Another important factor to highlight is that interest rate increases have a distributional impact, having a larger impact on the more economically vulnerable groups in society. They put downward pressure on wages and lead to fewer jobs being available, especially harming low-income earners. As a result, people suffering the highest burden of the increase in energy prices (and increases in the prices of other important necessities such as food), will also suffer from the impact of an interest rate hike on their income, thus exacerbating inequality.
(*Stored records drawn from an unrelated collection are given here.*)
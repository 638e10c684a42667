//! dbconsole Storage Layer
//!
//! SQLite persistence for open object viewer tabs and console settings.
//! Table models are never persisted; they are rebuilt when a restored tab is selected.

mod database;
mod error;
mod migrations;
mod tab_store;

pub use database::Database;
pub use error::StorageError;
pub use tab_store::TabRecord;

pub type Result<T> = std::result::Result<T, StorageError>;
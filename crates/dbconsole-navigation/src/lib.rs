//! dbconsole Navigation
//!
//! The navigation tree as seen by object viewer pages:
//! - `Node` metadata resolved on demand through a `NodeLoader`
//! - Navigation events raised when the user focuses a node
//! - The `Navigator` bus that fans events out to registered handlers

mod error;
mod event;
mod loader;
mod navigator;
mod node;

pub use error::NavigationError;
pub use event::{
    NavigationEvent, NavigationType, NodeNavigationData, ObjectViewerContext, PageSwitcher,
    TabNavigationInfo,
};
pub use loader::{InMemoryNodeLoader, NodeLoader};
pub use navigator::{HandlerRegistration, NavigationHandler, Navigator};
pub use node::{
    connection_id_to_node_id, connection_node_id_to_connection_id, Node, NodeContainerInfo,
    NodeFeature, NodeIdentity, CONNECTION_NODE_PREFIX,
};

pub type Result<T> = std::result::Result<T, NavigationError>;
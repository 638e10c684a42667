//! Data viewer error types

use thiserror::Error;

#[derive(Error, Debug)]
pub enum DataViewerError {
    #[error("Navigation error: {0}")]
    Navigation(#[from] dbconsole_navigation::NavigationError),

    #[error("Table model already exists for tab {0}")]
    ResourceConflict(String),
}
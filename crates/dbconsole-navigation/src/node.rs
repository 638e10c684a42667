//! Navigation tree nodes
//!
//! A node is an entry of the database object tree: a connection, catalog,
//! schema, folder or a data container such as a table or view.

use serde::{Deserialize, Serialize};

/// Prefix of connection node ids, e.g. `database://local-pg`
pub const CONNECTION_NODE_PREFIX: &str = "database://";

/// Strip the connection node prefix, yielding the bare connection id.
/// Ids without the prefix are returned unchanged.
pub fn connection_node_id_to_connection_id(node_id: &str) -> &str {
    node_id
        .strip_prefix(CONNECTION_NODE_PREFIX)
        .unwrap_or(node_id)
}

pub fn connection_id_to_node_id(connection_id: &str) -> String {
    format!("{}{}", CONNECTION_NODE_PREFIX, connection_id)
}

#[derive(Debug, Clone, Copy, PartialEq, Eq, Hash, Serialize, Deserialize)]
#[serde(rename_all = "camelCase")]
pub enum NodeFeature {
    /// Root of a database connection
    Connection,
    Catalog,
    Schema,
    /// Plain grouping node
    Folder,
    /// Node whose rows can be shown in a data grid (table, view)
    DataContainer,
}

/// Identity used to request a node from a loader
#[derive(Debug, Clone, PartialEq, Eq, Hash, Serialize, Deserialize)]
pub struct NodeIdentity {
    pub node_id: String,
    pub parent_id: Option<String>,
}

impl NodeIdentity {
    pub fn new(node_id: impl Into<String>, parent_id: Option<String>) -> Self {
        Self {
            node_id: node_id.into(),
            parent_id,
        }
    }
}

/// Containers a node lives in, derived from its ancestry
#[derive(Debug, Clone, Default, PartialEq, Eq, Serialize, Deserialize)]
pub struct NodeContainerInfo {
    /// Connection node id (`database://...`), not the bare connection id
    pub connection_id: Option<String>,
    pub catalog_id: Option<String>,
    pub schema_id: Option<String>,
}

#[derive(Debug, Clone, Serialize, Deserialize)]
pub struct Node {
    pub id: String,
    pub parent_id: Option<String>,
    pub name: String,
    pub features: Vec<NodeFeature>,
    /// Filled in by the loader
    #[serde(default)]
    pub container: NodeContainerInfo,
}

impl Node {
    pub fn new(id: impl Into<String>, parent_id: Option<&str>, name: impl Into<String>) -> Self {
        Self {
            id: id.into(),
            parent_id: parent_id.map(str::to_string),
            name: name.into(),
            features: Vec::new(),
            container: NodeContainerInfo::default(),
        }
    }

    pub fn with_feature(mut self, feature: NodeFeature) -> Self {
        if !self.features.contains(&feature) {
            self.features.push(feature);
        }
        self
    }

    pub fn has_feature(&self, feature: NodeFeature) -> bool {
        self.features.contains(&feature)
    }

    /// True when the node can be opened in the data viewer
    pub fn has_data(&self) -> bool {
        self.has_feature(NodeFeature::DataContainer)
    }

    pub fn container_info(&self) -> &NodeContainerInfo {
        &self.container
    }

    pub fn identity(&self) -> NodeIdentity {
        NodeIdentity::new(self.id.clone(), self.parent_id.clone())
    }
}
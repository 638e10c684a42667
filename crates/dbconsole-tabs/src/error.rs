//! Tab error types

use thiserror::Error;

/// Error raised by a page hook
pub type HookError = Box<dyn std::error::Error + Send + Sync>;

#[derive(Error, Debug)]
pub enum TabError {
    #[error("Tab not found: {0}")]
    NotFound(String),

    #[error("Invalid state transition: {from} -> {to}")]
    InvalidTransition { from: String, to: String },

    #[error("Page not registered: {0}")]
    PageNotFound(String),

    #[error("Page {page} failed for tab {tab_id}: {source}")]
    Page {
        page: String,
        tab_id: String,
        #[source]
        source: HookError,
    },

    #[error("Invalid object id: {0}")]
    InvalidObject(String),

    #[error("Storage error: {0}")]
    Storage(#[from] dbconsole_storage::StorageError),
}

//! Object viewer pages
//!
//! A page is one view of an object viewer tab. Pages register a descriptor
//! with placement and lifecycle hooks; the tab manager calls the hooks of
//! the page a tab currently shows.

use async_trait::async_trait;
use parking_lot::RwLock;
use std::collections::HashMap;
use std::fmt;
use std::sync::Arc;

use crate::error::HookError;
use crate::tab::Tab;

/// Lifecycle callbacks a page exposes to the tab manager
#[async_trait]
pub trait PageHooks: Send + Sync {
    /// Tab became the selected tab while showing this page
    async fn on_select(&self, tab: &Tab) -> Result<(), HookError>;

    /// Persisted tab is being reopened. `Ok(false)` drops the tab.
    async fn on_restore(&self, tab: &Tab) -> Result<bool, HookError>;

    fn on_close(&self, tab: &Tab);
}

pub struct PageDescriptor {
    pub key: String,
    /// Navigation tree the page belongs to
    pub navigator_id: String,
    pub priority: i32,
    pub order: i32,
    pub tab_component: String,
    pub panel_component: String,
    pub hooks: Arc<dyn PageHooks>,
}

impl fmt::Debug for PageDescriptor {
    fn fmt(&self, f: &mut fmt::Formatter<'_>) -> fmt::Result {
        f.debug_struct("PageDescriptor")
            .field("key", &self.key)
            .field("navigator_id", &self.navigator_id)
            .field("priority", &self.priority)
            .field("order", &self.order)
            .field("tab_component", &self.tab_component)
            .field("panel_component", &self.panel_component)
            .finish_non_exhaustive()
    }
}

/// Registered page
#[derive(Debug, Clone)]
pub struct PageHandle {
    descriptor: Arc<PageDescriptor>,
}

impl PageHandle {
    pub fn key(&self) -> &str {
        &self.descriptor.key
    }

    pub fn descriptor(&self) -> &PageDescriptor {
        &self.descriptor
    }

    pub fn hooks(&self) -> Arc<dyn PageHooks> {
        Arc::clone(&self.descriptor.hooks)
    }
}

#[derive(Clone, Default)]
pub struct PageRegistry {
    pages: Arc<RwLock<HashMap<String, PageHandle>>>,
}

impl PageRegistry {
    pub fn new() -> Self {
        Self::default()
    }

    pub fn register(&self, descriptor: PageDescriptor) -> PageHandle {
        let handle = PageHandle {
            descriptor: Arc::new(descriptor),
        };

        let replaced = self
            .pages
            .write()
            .insert(handle.key().to_string(), handle.clone());

        if replaced.is_some() {
            tracing::warn!(page = %handle.key(), "Replaced registered page");
        } else {
            tracing::info!(
                page = %handle.key(),
                priority = handle.descriptor.priority,
                order = handle.descriptor.order,
                "Registered page"
            );
        }

        handle
    }

    pub fn get(&self, key: &str) -> Option<PageHandle> {
        self.pages.read().get(key).cloned()
    }

    /// Pages ordered by priority (highest first), then order
    pub fn pages(&self) -> Vec<PageHandle> {
        let mut pages: Vec<PageHandle> = self.pages.read().values().cloned().collect();
        pages.sort_by(|a, b| {
            b.descriptor
                .priority
                .cmp(&a.descriptor.priority)
                .then(a.descriptor.order.cmp(&b.descriptor.order))
                .then_with(|| a.key().cmp(b.key()))
        });
        pages
    }

    /// Page a freshly opened tab shows
    pub fn default_page(&self) -> Option<PageHandle> {
        self.pages().into_iter().next()
    }
}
Even within the ECB, the diagnosis is clear: instead of short-sighted responses to energy shocks, the central bank should focus on the long-term solutions required in pursuit of price stability and competitiveness. As outlined recently by Frank Elderson (Member of the Executive Board of the ECB), Europe’s fossil fuel dependence poses critical risks to price stability. On the other hand, he outlined that meeting the continent’s clean‑energy targets (by supporting clean energy) would weaken the link between volatile global markets and domestic prices. Ultimately, it is a choice between investing in the green transition now or paying more later.
The ECB can and should take on a more active role in supporting the green transition and the clean energy industry. Historically, its operations have indirectly favoured maintaining the status quo of fossil fuels, through its market neutrality rules, which favour corporations with a high market capitalisation. On the other hand, at Positive Money Europe we have long called for the ECB to implement several measures which would support the green transition and assist in its own objectives of price stability. The most prominent is the implementation of a green Targeted Longer-Term Refinancing Operations programme, offering favourable refinancing terms to banks that engage in green lending. This is a green monetary policy instrument that ECB President Christine Lagarde said was under consideration back in 2022. Had such measures been implemented at the time, the euro area economy would be far less vulnerable to the current energy crisis.
We have also recently highlighted that the ECB is at a crossroads in terms of its future ability to support the green transition, given the revision to its operational framework. The resulting changes will limit the ECB’s ability to implement measures aimed at supporting the green transition, and thus it is critical that an alternative design is considered.
The window to act is still open. But it will not stay open indefinitely.